Caminhamos juntos até o avião onde, lado a lado e por algumas horas, comungaríamos do mesmo ar rarefeito. Falou, pausadamente, que conseguira transferir minha hospedagem para um hotel a algumas quadras do local em que, inicialmente, nos acomodaríamos – e onde agora ela reinaria absoluta em seu leito não mais conjugal. Consenti. Mostrou-me mapas, mudanças de planos, exposições de arte, praças, cafés, livros de fotografia, luvas de inverno, guias práticos sobre como aprender o espanhol com desenvoltura em alguns minutos, revistas especializadas em culinária argentina – tudo isso antes que o avião pudesse mover seus pés sobre o solo e desprender-se num vôo tímido e suave.

Os fones no ouvido mantinham-na num transe permanente, passeando serena por entre as nuvens, desafiando serafins e toda a hierarquia dos anjos. Lamento não servirem uísque nos vôos diurnos, Lúcia abre um sorriso, lamenta algumas coisas não mudarem nunca. Saboreia com igual simpatia cada uma das páginas da revista que lê, celebridades no Taiti, desabrigados na Ásia, atentados no Oriente Médio, relançamento da obra de Hemingway em Paris. A aeromoça anuncia pouso para a troca de aviões em algum lugar que, a essa altura, não faz a menor diferença. Descemos. Vou ao banheiro, digo a ela.

Os aeroportos são iguais em qualquer parte do mundo, tanto faz estar em Tóquio ou em Madrid. Tão logo chego ao toalete, os auto-falantes internos do aeroporto avisam embarque imediato, portão 20. Penso em voltar, me oferecer para carregar sua bagagem de mão, seus livros de culinária, luvas, mapas, revistas, quem sabe carregá-la, Lúcia, com seus 60 e poucos quilos bem distribuídos, segurar com toda força seu braço, arriscar um beijo. Não.

Passei em frente a uma livraria; ao longe, Lúcia me fez um sinal enquanto sumia através do portão de embarque. Segunda chamada. Pensei em filhos, pescaria com netos que teriam medo de lagartas de fogo, Lúcia espreguiçada sobre a cadeira onde faria bordados, almoços de domingo. Pensei, por último, em Buenos Aires, com seu tango e seu falso ar europeu.

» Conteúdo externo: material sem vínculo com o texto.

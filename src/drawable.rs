use std::fs;
use std::path::Path;

use base64::Engine;

use crate::convert::{self, RunCtx};
use crate::error::Vd2SvgError;
use crate::svg::SvgElement;

/// Resolves an adaptive-icon layer reference into an inline element.
/// `@drawable/name` and `@mipmap/name` locate a resource file: vector XML
/// is converted recursively and embedded as a data URI, anything else is
/// referenced by path. A non-reference value is treated as a color and
/// becomes a full-bleed rect.
pub(crate) fn resolve_drawable(
    ctx: &mut RunCtx,
    reference: &str,
) -> Result<SvgElement, Vd2SvgError> {
    let target = reference
        .strip_prefix("@drawable/")
        .map(|name| ("drawable", name))
        .or_else(|| reference.strip_prefix("@mipmap/").map(|name| ("mipmap", name)));
    let Some((category, name)) = target else {
        return color_rect(ctx, reference);
    };
    let file = ctx
        .resolver
        .find_drawable_file(category, name)
        .ok_or_else(|| Vd2SvgError::MissingDrawable(reference.to_string()))?;
    if file.extension().and_then(|ext| ext.to_str()) == Some("xml") {
        embed_vector(ctx, &file, reference)
    } else {
        Ok(raster_reference(ctx, &file))
    }
}

/// Runs the referenced document through its own conversion (fresh ids and
/// defs, shared resolver) and wraps the result as a base64 data URI. The
/// resolver's drawable stack catches reference cycles.
fn embed_vector(
    ctx: &mut RunCtx,
    file: &Path,
    reference: &str,
) -> Result<SvgElement, Vd2SvgError> {
    ctx.resolver.enter_drawable(file, reference)?;
    let outcome = convert_embedded(ctx, file);
    ctx.resolver.leave_drawable();
    let svg = outcome?;

    let payload = base64::engine::general_purpose::STANDARD.encode(svg.as_bytes());
    let mut image = SvgElement::new("image");
    image.set("width", "108");
    image.set("height", "108");
    image.set("xlink:href", format!("data:image/svg+xml;base64,{}", payload));
    Ok(image)
}

fn convert_embedded(ctx: &mut RunCtx, file: &Path) -> Result<String, Vd2SvgError> {
    let text = fs::read_to_string(file)?;
    let (svg, warnings) = convert::convert_document(&text, Some(file), ctx.resolver)?;
    ctx.warnings.extend(warnings);
    Ok(svg)
}

/// Rasters are referenced, never inlined: relative to the referencing
/// document's directory when the file sits under it, absolute otherwise.
fn raster_reference(ctx: &RunCtx, file: &Path) -> SvgElement {
    let href = match ctx.source.as_deref().and_then(Path::parent) {
        Some(base) => match file.strip_prefix(base) {
            Ok(relative) => relative.display().to_string(),
            Err(_) => file.display().to_string(),
        },
        None => file.display().to_string(),
    };
    let mut image = SvgElement::new("image");
    image.set("width", "108");
    image.set("height", "108");
    image.set("xlink:href", href);
    image
}

fn color_rect(ctx: &mut RunCtx, reference: &str) -> Result<SvgElement, Vd2SvgError> {
    let color = ctx.resolver.color(reference)?;
    let mut rect = SvgElement::new("rect");
    rect.set("width", "108");
    rect.set("height", "108");
    rect.set("fill", color.hex);
    if let Some(alpha) = color.alpha {
        rect.set("fill-opacity", alpha);
    }
    Ok(rect)
}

Última chamada. Corri, soltei a bagagem de mão e simplesmente corri, corri, corri, não sei por quanto tempo, corri como quem não deseja chegar, como quem parte, talvez tenha fugido, corri como que estilhaçado em pequenos fragmentos de mercúrio, morri como quem corre, como quem não corre, como quem valsa, como quem anseia por não chegar a lugar algum.

Peguei um táxi em frente ao saguão do aeroporto. Ainda tive tempo de ver, pelo retrovisor do carro, a imagem do pássaro de concreto decolando para, só então, se perder na imensidão azul do céu.